● Saved data entries
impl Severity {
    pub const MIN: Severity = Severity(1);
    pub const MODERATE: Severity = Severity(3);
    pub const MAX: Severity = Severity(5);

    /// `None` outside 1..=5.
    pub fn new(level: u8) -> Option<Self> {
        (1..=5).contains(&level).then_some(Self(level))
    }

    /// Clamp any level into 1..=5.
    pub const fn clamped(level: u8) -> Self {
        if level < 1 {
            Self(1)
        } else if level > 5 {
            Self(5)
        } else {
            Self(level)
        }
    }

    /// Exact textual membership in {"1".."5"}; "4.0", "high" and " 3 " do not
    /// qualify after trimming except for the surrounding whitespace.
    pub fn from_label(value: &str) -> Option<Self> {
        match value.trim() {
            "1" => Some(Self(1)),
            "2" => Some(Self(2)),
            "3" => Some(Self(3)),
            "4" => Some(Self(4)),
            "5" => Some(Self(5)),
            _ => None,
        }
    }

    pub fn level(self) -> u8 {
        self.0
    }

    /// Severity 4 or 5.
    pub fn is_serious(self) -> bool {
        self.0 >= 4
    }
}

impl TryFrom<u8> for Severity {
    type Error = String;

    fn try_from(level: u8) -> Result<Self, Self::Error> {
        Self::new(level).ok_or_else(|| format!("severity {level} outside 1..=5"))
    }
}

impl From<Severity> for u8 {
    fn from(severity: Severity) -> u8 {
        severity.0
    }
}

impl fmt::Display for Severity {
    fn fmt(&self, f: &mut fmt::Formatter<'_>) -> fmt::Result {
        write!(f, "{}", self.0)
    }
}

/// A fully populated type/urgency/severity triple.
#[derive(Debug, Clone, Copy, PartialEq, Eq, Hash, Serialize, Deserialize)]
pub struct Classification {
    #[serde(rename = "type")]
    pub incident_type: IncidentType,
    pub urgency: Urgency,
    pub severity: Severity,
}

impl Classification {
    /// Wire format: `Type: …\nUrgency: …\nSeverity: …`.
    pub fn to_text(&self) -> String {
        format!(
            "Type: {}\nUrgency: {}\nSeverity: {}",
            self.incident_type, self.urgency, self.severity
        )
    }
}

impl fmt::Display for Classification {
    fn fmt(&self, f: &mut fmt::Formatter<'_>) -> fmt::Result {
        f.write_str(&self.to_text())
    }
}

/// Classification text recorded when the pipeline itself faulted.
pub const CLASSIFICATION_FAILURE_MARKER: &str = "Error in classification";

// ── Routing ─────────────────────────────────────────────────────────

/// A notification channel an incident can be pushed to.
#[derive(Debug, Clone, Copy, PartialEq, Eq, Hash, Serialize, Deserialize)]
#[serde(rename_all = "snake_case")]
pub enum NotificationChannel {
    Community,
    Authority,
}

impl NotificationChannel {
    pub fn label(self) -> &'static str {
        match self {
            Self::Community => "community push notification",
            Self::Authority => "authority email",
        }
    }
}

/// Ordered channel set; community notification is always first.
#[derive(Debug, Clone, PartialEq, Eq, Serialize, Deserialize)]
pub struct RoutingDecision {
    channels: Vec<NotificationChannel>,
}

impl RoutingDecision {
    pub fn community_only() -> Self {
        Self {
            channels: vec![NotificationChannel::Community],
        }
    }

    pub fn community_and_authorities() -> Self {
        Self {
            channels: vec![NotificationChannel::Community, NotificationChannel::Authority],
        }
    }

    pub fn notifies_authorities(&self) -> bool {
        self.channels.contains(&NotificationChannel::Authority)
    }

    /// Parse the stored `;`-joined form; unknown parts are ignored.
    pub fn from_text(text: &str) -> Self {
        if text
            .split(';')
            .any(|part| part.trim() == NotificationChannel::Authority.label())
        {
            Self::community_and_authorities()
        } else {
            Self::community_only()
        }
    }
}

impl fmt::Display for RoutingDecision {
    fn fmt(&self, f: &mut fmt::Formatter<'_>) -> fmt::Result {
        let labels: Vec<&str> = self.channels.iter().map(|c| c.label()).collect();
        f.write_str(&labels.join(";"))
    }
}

● HOW TO COMPLETE THIS TASK
All lines with the word "Display" must be located in the data and copied.

● WRITTEN SOLUTION
impl fmt::Display for Severity {
impl fmt::Display for Classification {
impl fmt::Display for RoutingDecision {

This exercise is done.